Barry McCarthy, CFO of online movie rental company Netflix (ticker: NFLX), presented at the Morgan Stanley Small Cap Conference on June 15th. (That means that Morgan Stanley hosted small cap companies, not that Morgan Stanley is becoming a small cap stock...) Here's his argument why DVD rentals will not be displaced by movie downloading:
The studios make all of their money selling DVDs and
almost none of their money theatrically. And they make practically no
money at all on pay-per-view...
So, if you're a studio and you're trying to decide whether you're
going to license content for electronic downloading, the decision is
pretty simple. Two bucks electronic downloading, 18 bucks wholesale.
Before you're going to license content for electronic downloading, you
have believe that the market at two bucks of incremental revenue is so
elastic that it's going to overwhelm the revenues you already generate
from DVD and grow your business.
And no CEO is going to make that bet, which is why there's virtually
no content licensable, on a subscription basis, for downloading.

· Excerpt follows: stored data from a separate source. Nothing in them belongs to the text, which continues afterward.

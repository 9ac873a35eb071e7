use std::io::Write;
use tracing::debug;
use crate::image_pipeline::bitmap::Bitmap;
use crate::image_pipeline::common::error::{Result, PipelineError};
use crate::image_pipeline::output::png_writer::dimensions_u32;
use crate::image_pipeline::output::types::{PipelineConfig, TiffCompression};
use crate::image_pipeline::output::writer::BitmapWriter;

pub struct TiffWriter;

impl BitmapWriter for TiffWriter {
    fn write_bitmap(&self, image: &Bitmap, output: &mut dyn Write, config: &PipelineConfig) -> Result<()> {
        if image.is_empty() {
            return Err(PipelineError::EmptyImage);
        }

        debug!("Encoding TIFF image: {}x{}", image.width(), image.height());

        let (width, height) = dimensions_u32(image)?;
        let mut buffer = Vec::new();

        let compression = match config.compression {
            TiffCompression::None => tiff::encoder::Compression::Uncompressed,
            TiffCompression::Lzw => tiff::encoder::Compression::Lzw,
            TiffCompression::DeflateFast => tiff::encoder::Compression::Deflate(tiff::encoder::compression::DeflateLevel::Fast),
            TiffCompression::DeflateBalanced => tiff::encoder::Compression::Deflate(tiff::encoder::compression::DeflateLevel::Balanced),
            TiffCompression::DeflateBest => tiff::encoder::Compression::Deflate(tiff::encoder::compression::DeflateLevel::Best),
        };

        let mut encoder = tiff::encoder::TiffEncoder::new(std::io::Cursor::new(&mut buffer))
            .map_err(|e| PipelineError::EncodeError(e.to_string()))?
            .with_compression(compression);

        if let Some(predictor_val) = config.predictor {
            let predictor = match predictor_val {
                1 => tiff::tags::Predictor::None,
                2 => tiff::tags::Predictor::Horizontal,
                other => {
                    return Err(PipelineError::InvalidInput(format!(
                        "unsupported TIFF predictor {} (expected 1 or 2)",
                        other
                    )));
                }
            };
            encoder = encoder.with_predictor(predictor);
        }

        encoder.write_image::<tiff::encoder::colortype::RGBA8>(
            width,
            height,
            image.data(),
        ).map_err(|e| PipelineError::EncodeError(e.to_string()))?;

        output.write_all(&buffer)?;

        debug!("TIFF encoding complete ({} bytes)", buffer.len());
        Ok(())
    }
}
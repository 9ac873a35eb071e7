//! Integer upscaling

use image::imageops::{self, FilterType};
use tracing::debug;

use crate::image_pipeline::bitmap::Bitmap;
use crate::image_pipeline::common::error::{PipelineError, Result};
use crate::image_pipeline::filter::types::Resampling;

/// Scales both dimensions by `factor`.
///
/// A factor of 1 returns an unchanged copy. Empty bitmaps pass through.
pub fn resize(bitmap: &Bitmap, factor: u32, resampling: Resampling) -> Result<Bitmap> {
    if factor == 0 {
        return Err(PipelineError::InvalidInput("resize factor must be at least 1".to_string()));
    }
    if factor == 1 || bitmap.is_empty() {
        return Ok(bitmap.clone());
    }

    let (width, height) = (bitmap.width(), bitmap.height());
    let scaled = |v: usize| {
        u32::try_from(v)
            .ok()
            .and_then(|v| v.checked_mul(factor))
            .ok_or(PipelineError::InvalidDimensions(width, height))
    };
    let (new_width, new_height) = (scaled(width)?, scaled(height)?);

    debug!("Resizing {}x{} -> {}x{} ({:?})", width, height, new_width, new_height, resampling);

    let filter = match resampling {
        Resampling::Nearest => FilterType::Nearest,
        Resampling::Lanczos => FilterType::Lanczos3,
    };

    let source: image::RgbaImage = bitmap.clone().try_into()?;
    let resized = imageops::resize(&source, new_width, new_height, filter);

    Ok(Bitmap::from(resized))
}

#[cfg(test)]
mod tests {
    use super::*;
    use crate::image_pipeline::bitmap::Pixel;

    #[test]
    fn test_doubles_dimensions() {
        let bitmap = Bitmap::filled(3, 2, Pixel::new(10, 200, 30, 255));
        let resized = resize(&bitmap, 2, Resampling::Lanczos).unwrap();
        assert_eq!((resized.width(), resized.height()), (6, 4));
        // Uniform input stays uniform
        assert!(resized.pixels().all(|(_, _, p)| p == Pixel::new(10, 200, 30, 255)));
    }

    #[test]
    fn test_factor_one_is_identity() {
        let mut bitmap = Bitmap::filled(2, 2, Pixel::TRANSPARENT);
        bitmap.set_pixel(1, 0, Pixel::new(1, 2, 3, 4)).unwrap();
        assert_eq!(resize(&bitmap, 1, Resampling::Lanczos).unwrap(), bitmap);
    }

    #[test]
    fn test_zero_factor_rejected() {
        let bitmap = Bitmap::filled(2, 2, Pixel::TRANSPARENT);
        assert!(matches!(resize(&bitmap, 0, Resampling::Nearest), Err(PipelineError::InvalidInput(_))));
    }

    #[test]
    fn test_empty_passes_through() {
        assert!(resize(&Bitmap::empty(), 3, Resampling::Nearest).unwrap().is_empty());
    }

    #[test]
    fn test_nearest_duplicates_pixels() {
        let mut bitmap = Bitmap::filled(3, 1, Pixel::TRANSPARENT);
        bitmap.set_pixel(1, 0, Pixel::new(220, 20, 20, 255)).unwrap();
        bitmap.set_pixel(2, 0, Pixel::new(20, 20, 220, 255)).unwrap();

        let resized = resize(&bitmap, 2, Resampling::Nearest).unwrap();
        assert_eq!((resized.width(), resized.height()), (6, 2));
        for y in 0..2 {
            assert_eq!(resized.pixel(0, y), Some(Pixel::TRANSPARENT));
            assert_eq!(resized.pixel(1, y), Some(Pixel::TRANSPARENT));
            assert_eq!(resized.pixel(2, y), Some(Pixel::new(220, 20, 20, 255)));
            assert_eq!(resized.pixel(3, y), Some(Pixel::new(220, 20, 20, 255)));
            assert_eq!(resized.pixel(4, y), Some(Pixel::new(20, 20, 220, 255)));
            assert_eq!(resized.pixel(5, y), Some(Pixel::new(20, 20, 220, 255)));
        }
    }
}
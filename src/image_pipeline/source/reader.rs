use crate::image_pipeline::bitmap::Bitmap;
use crate::image_pipeline::common::error::Result;

pub trait ImageSource {
    fn acquire(&self) -> Result<Bitmap>;
    fn describe(&self) -> String;
}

And
that's the reason downloading is not the technology of the 21st
century. Technology can do it. There will be a box in your home, that
you can afford, that's going to drive that technology to the TV set.
And there will be consumer demand for it. But there will not be content
for it; not in abundance. And so that concept, I think, is DOA.
What is on the horizon is HDVD.
(Quotes are from the CCBN StreetEvents transcript.)